In 1993 the Constituent Assembly extended the declaration of 1979:

The Democratic Congress of Representatives proclaims that Peru, a country of the Southern Hemisphere, linked to the Antarctica by the coasts that project towards it, as well as ecological factors and historical precedents, and, in accordance with its rights and obligations as an advisory member of the Antarctic Treaty, favors the conservation of Antarctica as a Peace Zone dedicated to scientific research, and the continued vitality of an international protocol which, without detriment to the rights of Peru as a nation, would promote the benefit of Humanity at large and an egalitarian usufruct of the resources of Antarctica and ensure the protection and preservation of this continent's ecosystem.

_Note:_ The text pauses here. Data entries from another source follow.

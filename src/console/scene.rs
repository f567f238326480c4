//! Scene control surface.
//!
//! Holds editable copies of the scene image URL and title, seeded from the
//! session's current values and diverging on local edit until the operator
//! commits. A failed commit leaves the edits intact so the operator can
//! simply retry; there is no optimistic write or rollback.

use std::sync::Arc;

use crate::error::StoreError;
use crate::history::{HistoryItem, RecentList};
use crate::session::{ScenePatch, Session};

/// Name recorded in history when a scene is committed without a title.
const UNTITLED_SCENE: &str = "Untitled Scene";

pub struct SceneConsole {
    session: Arc<Session>,
    image_url: String,
    title: String,
    history: RecentList,
}

impl SceneConsole {
    /// Seeds the editable fields from the session's current scene.
    pub fn new(session: Arc<Session>, history: RecentList) -> Self {
        let current = session.scene().borrow().clone();
        Self {
            session,
            image_url: current.image_url,
            title: current.title,
            history,
        }
    }

    pub fn image_url(&self) -> &str {
        &self.image_url
    }

    pub fn title(&self) -> &str {
        &self.title
    }

    pub fn edit_image_url(&mut self, url: impl Into<String>) {
        self.image_url = url.into();
    }

    pub fn edit_title(&mut self, title: impl Into<String>) {
        self.title = title.into();
    }

    /// Seeds the editable fields from a history entry. A generic
    /// "Untitled Scene" name does not overwrite the current title.
    pub fn recall(&mut self, item: &HistoryItem) {
        self.image_url = item.value.clone();
        if !item.name.is_empty() && item.name != UNTITLED_SCENE {
            self.title = item.name.clone();
        }
    }

    pub fn recent(&self) -> &[HistoryItem] {
        self.history.items()
    }

    /// Pushes the edited scene to the store. On success the committed
    /// value lands at the front of the recent-scenes history; on failure
    /// the error is returned and the local edits stay as they are.
    pub async fn commit(&mut self) -> Result<(), StoreError> {
        self.session
            .update_scene(ScenePatch {
                image_url: Some(self.image_url.clone()),
                title: Some(self.title.clone()),
            })
            .await?;

        let name = if self.title.is_empty() {
            UNTITLED_SCENE
        } else {
            &self.title
        };
        let value = self.image_url.clone();
        self.history.add(name, &value);
        Ok(())
    }
}

#[cfg(test)]
mod tests {
    use super::*;
    use crate::history::RecentList;
    use crate::session::{SceneState, SCENE_PATH};
    use crate::store::{SessionStore, Store, Subscription};
    use async_trait::async_trait;
    use serde_json::{Map, Value};
    use tokio::sync::watch;

    fn temp_history(dir: &tempfile::TempDir) -> RecentList {
        RecentList::load(dir.path().join("recent_scenes.json"), 5)
    }

    /// Store whose writes always fail, for exercising the error path.
    struct RejectingStore {
        inner: SessionStore,
    }

    #[async_trait]
    impl Store for RejectingStore {
        async fn get(&self, path: &str) -> Result<Option<Value>, StoreError> {
            self.inner.get(path).await
        }
        async fn set(&self, _path: &str, _value: Value) -> Result<(), StoreError> {
            Err(StoreError::Rejected("network unavailable".into()))
        }
        async fn merge(
            &self,
            _path: &str,
            _fields: Map<String, Value>,
        ) -> Result<(), StoreError> {
            Err(StoreError::Rejected("network unavailable".into()))
        }
        async fn subscribe(&self, path: &str) -> Result<Subscription, StoreError> {
            self.inner.subscribe(path).await
        }
        fn connected(&self) -> watch::Receiver<bool> {
            self.inner.connected()
        }
    }

    #[tokio::test]
    async fn commit_writes_scene_and_records_history() {
        let dir = tempfile::tempdir().unwrap();
        let store: Arc<dyn Store> = Arc::new(SessionStore::new());
        let session = Arc::new(Session::attach(store.clone()).await.unwrap());

        let mut console = SceneConsole::new(session, temp_history(&dir));
        console.edit_image_url("https://example.com/map.jpg");
        console.edit_title("The Prancing Pony");
        console.commit().await.unwrap();

        let stored: SceneState = serde_json::from_value(
            store.get(SCENE_PATH).await.unwrap().unwrap(),
        )
        .unwrap();
        assert_eq!(stored.image_url, "https://example.com/map.jpg");
        assert_eq!(stored.title, "The Prancing Pony");

        assert_eq!(console.recent()[0].name, "The Prancing Pony");
        assert_eq!(console.recent()[0].value, "https://example.com/map.jpg");
    }

    #[tokio::test]
    async fn failed_commit_keeps_edits_and_skips_history() {
        let dir = tempfile::tempdir().unwrap();
        let store: Arc<dyn Store> = Arc::new(RejectingStore {
            inner: SessionStore::new(),
        });
        let session = Arc::new(Session::attach(store).await.unwrap());

        let mut console = SceneConsole::new(session, temp_history(&dir));
        console.edit_image_url("https://example.com/map.jpg");
        console.edit_title("The Prancing Pony");

        let result = console.commit().await;
        assert!(matches!(result, Err(StoreError::Rejected(_))));

        // Local edits survive the failure untouched.
        assert_eq!(console.image_url(), "https://example.com/map.jpg");
        assert_eq!(console.title(), "The Prancing Pony");
        assert!(console.recent().is_empty());
    }

    #[tokio::test]
    async fn untitled_commit_records_placeholder_name() {
        let dir = tempfile::tempdir().unwrap();
        let store: Arc<dyn Store> = Arc::new(SessionStore::new());
        let session = Arc::new(Session::attach(store).await.unwrap());

        let mut console = SceneConsole::new(session, temp_history(&dir));
        console.edit_image_url("https://example.com/cave.jpg");
        console.commit().await.unwrap();

        assert_eq!(console.recent()[0].name, UNTITLED_SCENE);
    }

    #[tokio::test]
    async fn recall_does_not_take_placeholder_title() {
        let dir = tempfile::tempdir().unwrap();
        let store: Arc<dyn Store> = Arc::new(SessionStore::new());
        let session = Arc::new(Session::attach(store).await.unwrap());

        let mut console = SceneConsole::new(session, temp_history(&dir));
        console.edit_title("Keep Me");
        console.recall(&HistoryItem {
            name: UNTITLED_SCENE.into(),
            value: "https://example.com/cave.jpg".into(),
        });

        assert_eq!(console.image_url(), "https://example.com/cave.jpg");
        assert_eq!(console.title(), "Keep Me");
    }
}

===Regulatory authorities===
The Peruvian government created a National Commission for Antarctic Affairs (CONAAN) in July 1983 as a technical body composed of various agencies. It was charged with:
- advising the government on Antarctic matters concerning law, politics, economics, science, and technology.
- carrying out the national objective of ensuring a Peruvian presence in Antarctica
- monitoring the protection and conservation of its environment.

On 20 November 2002 CONAAN was reconstituted as the Peruvian Antarctic Institute (INANPE), a decentralized agency incorporated under domestic law and having scientific, technical, functional, economic, and administrative autonomy, organized under the Ministry of Foreign Affairs. It had the same tasks as CONAAN, and on top coordinates all Peruvian activities in the Antarctic.